The task
Give back a single figure: the number of lines in the entries below that contain "crate".

(Source information begins)

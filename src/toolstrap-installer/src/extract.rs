//! Archive extraction.
//!
//! Only regular files are materialized, and every entry path is checked so
//! that nothing lands outside the destination directory. This holds even
//! though archives are checksum-verified before they reach this module.

use std::fs::File;
use std::path::{Component, Path, PathBuf};

use flate2::read::GzDecoder;
use serde::Serialize;
use tar::{Archive, EntryType};

use crate::error::{InstallError, InstallResult};
use crate::platform::Os;

/// Archive format of a release artifact.
#[derive(Debug, Clone, Copy, PartialEq, Eq, Hash, Serialize)]
#[serde(rename_all = "snake_case")]
pub enum ArchiveKind {
    /// gzip-compressed tarball (`.tar.gz`)
    TarGz,
    /// zip archive (`.zip`)
    Zip,
}

impl ArchiveKind {
    /// Format used for artifacts built for `os`.
    pub fn for_os(os: Os) -> Self {
        match os {
            Os::Windows => Self::Zip,
            Os::Darwin | Os::Linux => Self::TarGz,
        }
    }

    /// Filename extension, without the leading dot.
    pub fn extension(&self) -> &'static str {
        match self {
            Self::TarGz => "tar.gz",
            Self::Zip => "zip",
        }
    }

    /// Extraction strategy for this format.
    pub fn extractor(&self) -> &'static dyn ArchiveExtractor {
        match self {
            Self::TarGz => &TarGzExtractor,
            Self::Zip => &ZipExtractor,
        }
    }
}

/// Unpacks one archive format into a directory.
pub trait ArchiveExtractor: Send + Sync {
    fn extract(&self, archive: &Path, dest: &Path) -> InstallResult<()>;
}

/// Extracts `.tar.gz` archives.
pub struct TarGzExtractor;

impl ArchiveExtractor for TarGzExtractor {
    fn extract(&self, archive: &Path, dest: &Path) -> InstallResult<()> {
        let file = File::open(archive).map_err(extraction_failed)?;
        let mut archive = Archive::new(GzDecoder::new(file));

        for entry in archive.entries().map_err(extraction_failed)? {
            let mut entry = entry.map_err(extraction_failed)?;
            let raw = entry.path().map_err(extraction_failed)?.into_owned();
            let entry_type = entry.header().entry_type();

            if !matches!(entry_type, EntryType::Regular | EntryType::Continuous) {
                tracing::debug!("Skipping {:?} entry {}", entry_type, raw.display());
                continue;
            }

            let target = dest.join(sanitize_entry_path(&raw)?);
            if let Some(parent) = target.parent() {
                std::fs::create_dir_all(parent).map_err(extraction_failed)?;
            }
            entry.unpack(&target).map_err(extraction_failed)?;
        }

        Ok(())
    }
}

/// Extracts `.zip` archives.
pub struct ZipExtractor;

impl ArchiveExtractor for ZipExtractor {
    fn extract(&self, archive: &Path, dest: &Path) -> InstallResult<()> {
        let file = File::open(archive).map_err(extraction_failed)?;
        let mut archive = zip::ZipArchive::new(file).map_err(extraction_failed)?;

        for i in 0..archive.len() {
            let mut entry = archive.by_index(i).map_err(extraction_failed)?;
            let relative = entry
                .enclosed_name()
                .ok_or_else(|| InstallError::UnsafeArchivePath {
                    entry: entry.name().to_string(),
                })?;

            if entry.is_dir() || entry.is_symlink() {
                tracing::debug!("Skipping non-file entry {}", entry.name());
                continue;
            }

            let target = dest.join(sanitize_entry_path(&relative)?);
            if let Some(parent) = target.parent() {
                std::fs::create_dir_all(parent).map_err(extraction_failed)?;
            }
            let mut out = File::create(&target).map_err(extraction_failed)?;
            std::io::copy(&mut entry, &mut out).map_err(extraction_failed)?;
        }

        Ok(())
    }
}

fn extraction_failed(e: impl std::fmt::Display) -> InstallError {
    InstallError::ExtractionFailed {
        message: e.to_string(),
    }
}

/// Reduce an entry path to plain relative components.
///
/// Absolute paths, drive prefixes and `..` are rejected outright rather than
/// normalized.
fn sanitize_entry_path(raw: &Path) -> InstallResult<PathBuf> {
    let mut clean = PathBuf::new();
    for component in raw.components() {
        match component {
            Component::Normal(part) => clean.push(part),
            Component::CurDir => {}
            Component::ParentDir | Component::RootDir | Component::Prefix(_) => {
                return Err(InstallError::UnsafeArchivePath {
                    entry: raw.display().to_string(),
                });
            }
        }
    }

    if clean.as_os_str().is_empty() {
        return Err(InstallError::UnsafeArchivePath {
            entry: raw.display().to_string(),
        });
    }

    Ok(clean)
}

/// Extract `archive` into `dest` and return the path of `binary_name`.
///
/// The binary must sit at the archive root as a regular file.
pub fn extract(
    archive: &Path,
    dest: &Path,
    kind: ArchiveKind,
    binary_name: &str,
) -> InstallResult<PathBuf> {
    kind.extractor().extract(archive, dest)?;

    let binary = dest.join(binary_name);
    match std::fs::symlink_metadata(&binary) {
        Ok(meta) if meta.is_file() => Ok(binary),
        _ => Err(InstallError::BinaryNotFound {
            name: binary_name.to_string(),
        }),
    }
}

/// Set the binary's mode to 0755.
#[cfg(unix)]
pub fn mark_executable(path: &Path) -> InstallResult<()> {
    use std::os::unix::fs::PermissionsExt;

    std::fs::set_permissions(path, std::fs::Permissions::from_mode(0o755)).map_err(|source| {
        InstallError::PermissionSetFailed {
            path: path.to_path_buf(),
            source,
        }
    })
}

/// Windows has no execute bit; only check the file is still there.
#[cfg(not(unix))]
pub fn mark_executable(path: &Path) -> InstallResult<()> {
    std::fs::metadata(path)
        .map(|_| ())
        .map_err(|source| InstallError::PermissionSetFailed {
            path: path.to_path_buf(),
            source,
        })
}

#[cfg(test)]
mod tests {
    use super::*;
    use crate::error::ErrorKind;
    use flate2::Compression;
    use flate2::write::GzEncoder;
    use std::io::Write;

    /// Append a regular file whose name is written verbatim into the header.
    ///
    /// `tar::Header::set_path` refuses `..`, so hostile names go in by hand.
    fn append_raw<W: Write>(builder: &mut tar::Builder<W>, name: &str, data: &[u8]) {
        let mut header = tar::Header::new_gnu();
        let bytes = name.as_bytes();
        header.as_gnu_mut().unwrap().name[..bytes.len()].copy_from_slice(bytes);
        header.set_size(data.len() as u64);
        header.set_mode(0o644);
        header.set_entry_type(EntryType::Regular);
        header.set_cksum();
        builder.append(&header, data).unwrap();
    }

    fn write_tar_gz(path: &Path, build: impl FnOnce(&mut tar::Builder<GzEncoder<File>>)) {
        let file = File::create(path).unwrap();
        let mut builder = tar::Builder::new(GzEncoder::new(file, Compression::default()));
        build(&mut builder);
        builder.into_inner().unwrap().finish().unwrap();
    }

    #[test]
    fn test_archive_kind_for_os() {
        assert_eq!(ArchiveKind::for_os(Os::Windows), ArchiveKind::Zip);
        assert_eq!(ArchiveKind::for_os(Os::Linux), ArchiveKind::TarGz);
        assert_eq!(ArchiveKind::for_os(Os::Darwin).extension(), "tar.gz");
    }

    #[test]
    fn test_sanitize_entry_path() {
        assert_eq!(
            sanitize_entry_path(Path::new("./bin/tool")).unwrap(),
            PathBuf::from("bin/tool")
        );
        assert!(sanitize_entry_path(Path::new("../../etc/passwd")).is_err());
        assert!(sanitize_entry_path(Path::new("bin/../../x")).is_err());
        assert!(sanitize_entry_path(Path::new("/etc/passwd")).is_err());
        assert!(sanitize_entry_path(Path::new(".")).is_err());
    }

    #[cfg(unix)]
    #[test]
    fn test_extract_tar_gz_and_mark_executable() {
        use std::os::unix::fs::PermissionsExt;

        let dir = tempfile::tempdir().unwrap();
        let archive = dir.path().join("tool_linux_amd64.tar.gz");
        write_tar_gz(&archive, |b| {
            append_raw(b, "tool", b"#!/bin/sh\necho ok\n");
            append_raw(b, "docs/README.md", b"readme");
        });

        let dest = dir.path().join("out");
        std::fs::create_dir(&dest).unwrap();
        let binary = extract(&archive, &dest, ArchiveKind::TarGz, "tool").unwrap();

        assert_eq!(binary, dest.join("tool"));
        assert_eq!(std::fs::read(dest.join("docs/README.md")).unwrap(), b"readme");

        mark_executable(&binary).unwrap();
        let mode = std::fs::metadata(&binary).unwrap().permissions().mode();
        assert_eq!(mode & 0o777, 0o755);
    }

    #[test]
    fn test_extract_rejects_path_traversal() {
        let dir = tempfile::tempdir().unwrap();
        let archive = dir.path().join("evil.tar.gz");
        write_tar_gz(&archive, |b| {
            append_raw(b, "tool", b"binary");
            append_raw(b, "../../etc/passwd", b"root::0:0::/:/bin/sh\n");
        });

        let dest = dir.path().join("a").join("b");
        std::fs::create_dir_all(&dest).unwrap();
        let err = extract(&archive, &dest, ArchiveKind::TarGz, "tool").unwrap_err();

        assert!(matches!(err, InstallError::UnsafeArchivePath { ref entry } if entry == "../../etc/passwd"));
        assert_eq!(err.kind(), ErrorKind::ExtractionFailed);
        // ../../ from dest is the tempdir root
        assert!(!dir.path().join("etc").exists());
    }

    #[cfg(unix)]
    #[test]
    fn test_extract_skips_symlinks() {
        let dir = tempfile::tempdir().unwrap();
        let archive = dir.path().join("link.tar.gz");
        write_tar_gz(&archive, |b| {
            let mut header = tar::Header::new_gnu();
            header.set_entry_type(EntryType::Symlink);
            header.set_size(0);
            header.set_mode(0o777);
            b.append_link(&mut header, "tool", "/bin/sh").unwrap();
        });

        let dest = dir.path().join("out");
        std::fs::create_dir(&dest).unwrap();
        let err = extract(&archive, &dest, ArchiveKind::TarGz, "tool").unwrap_err();

        assert!(matches!(err, InstallError::BinaryNotFound { .. }));
        assert!(std::fs::symlink_metadata(dest.join("tool")).is_err());
    }

    #[test]
    fn test_extract_missing_binary() {
        let dir = tempfile::tempdir().unwrap();
        let archive = dir.path().join("empty.tar.gz");
        write_tar_gz(&archive, |b| append_raw(b, "bin/other", b"x"));

        let dest = dir.path().join("out");
        std::fs::create_dir(&dest).unwrap();
        let err = extract(&archive, &dest, ArchiveKind::TarGz, "tool").unwrap_err();

        assert!(matches!(err, InstallError::BinaryNotFound { ref name } if name == "tool"));
    }

    #[test]
    fn test_extract_corrupt_gzip() {
        let dir = tempfile::tempdir().unwrap();
        let archive = dir.path().join("corrupt.tar.gz");
        std::fs::write(&archive, b"definitely not gzip").unwrap();

        let dest = dir.path().join("out");
        std::fs::create_dir(&dest).unwrap();
        let err = extract(&archive, &dest, ArchiveKind::TarGz, "tool").unwrap_err();
        assert_eq!(err.kind(), ErrorKind::ExtractionFailed);
    }

    #[test]
    fn test_extract_file_dir_clash_is_extraction_error() {
        let dir = tempfile::tempdir().unwrap();
        let archive = dir.path().join("clash.tar.gz");
        write_tar_gz(&archive, |b| {
            append_raw(b, "tool", b"binary");
            append_raw(b, "tool/x", b"nested");
        });

        let dest = dir.path().join("out");
        std::fs::create_dir(&dest).unwrap();
        let err = extract(&archive, &dest, ArchiveKind::TarGz, "tool").unwrap_err();

        assert!(matches!(err, InstallError::ExtractionFailed { .. }), "{err:?}");
        assert_eq!(err.kind(), ErrorKind::ExtractionFailed);
    }

    #[test]
    fn test_extract_missing_archive_is_extraction_error() {
        let dir = tempfile::tempdir().unwrap();
        let err = extract(
            &dir.path().join("gone.zip"),
            dir.path(),
            ArchiveKind::Zip,
            "tool.exe",
        )
        .unwrap_err();

        assert_eq!(err.kind(), ErrorKind::ExtractionFailed);
    }

    #[test]
    fn test_mark_executable_missing_file() {
        let dir = tempfile::tempdir().unwrap();
        let missing = dir.path().join("tool");

        let err = mark_executable(&missing).unwrap_err();

        assert!(matches!(err, InstallError::PermissionSetFailed { ref path, .. } if path == &missing));
        assert_eq!(err.kind(), ErrorKind::PermissionSetFailed);
        assert!(err.is_fatal());
    }

    #[test]
    fn test_extract_zip() {
        let dir = tempfile::tempdir().unwrap();
        let archive = dir.path().join("tool_windows_amd64.zip");
        {
            let file = File::create(&archive).unwrap();
            let mut writer = zip::ZipWriter::new(file);
            let options = zip::write::SimpleFileOptions::default();
            writer.add_directory("licenses/", options).unwrap();
            writer.start_file("licenses/LICENSE", options).unwrap();
            writer.write_all(b"MIT").unwrap();
            writer.start_file("tool.exe", options).unwrap();
            writer.write_all(b"MZ").unwrap();
            writer.finish().unwrap();
        }

        let dest = dir.path().join("out");
        std::fs::create_dir(&dest).unwrap();
        let binary = extract(&archive, &dest, ArchiveKind::Zip, "tool.exe").unwrap();

        assert_eq!(std::fs::read(binary).unwrap(), b"MZ");
        assert_eq!(std::fs::read(dest.join("licenses/LICENSE")).unwrap(), b"MIT");
    }

    #[test]
    fn test_extract_zip_rejects_path_traversal() {
        let dir = tempfile::tempdir().unwrap();
        let archive = dir.path().join("evil.zip");
        {
            let file = File::create(&archive).unwrap();
            let mut writer = zip::ZipWriter::new(file);
            let options = zip::write::SimpleFileOptions::default();
            writer.start_file("../evil.exe", options).unwrap();
            writer.write_all(b"MZ").unwrap();
            writer.finish().unwrap();
        }

        let dest = dir.path().join("out");
        std::fs::create_dir(&dest).unwrap();
        let err = extract(&archive, &dest, ArchiveKind::Zip, "tool.exe").unwrap_err();

        assert!(matches!(err, InstallError::UnsafeArchivePath { .. }));
        assert!(!dir.path().join("evil.exe").exists());
    }
}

(Source information ends)

Task output
3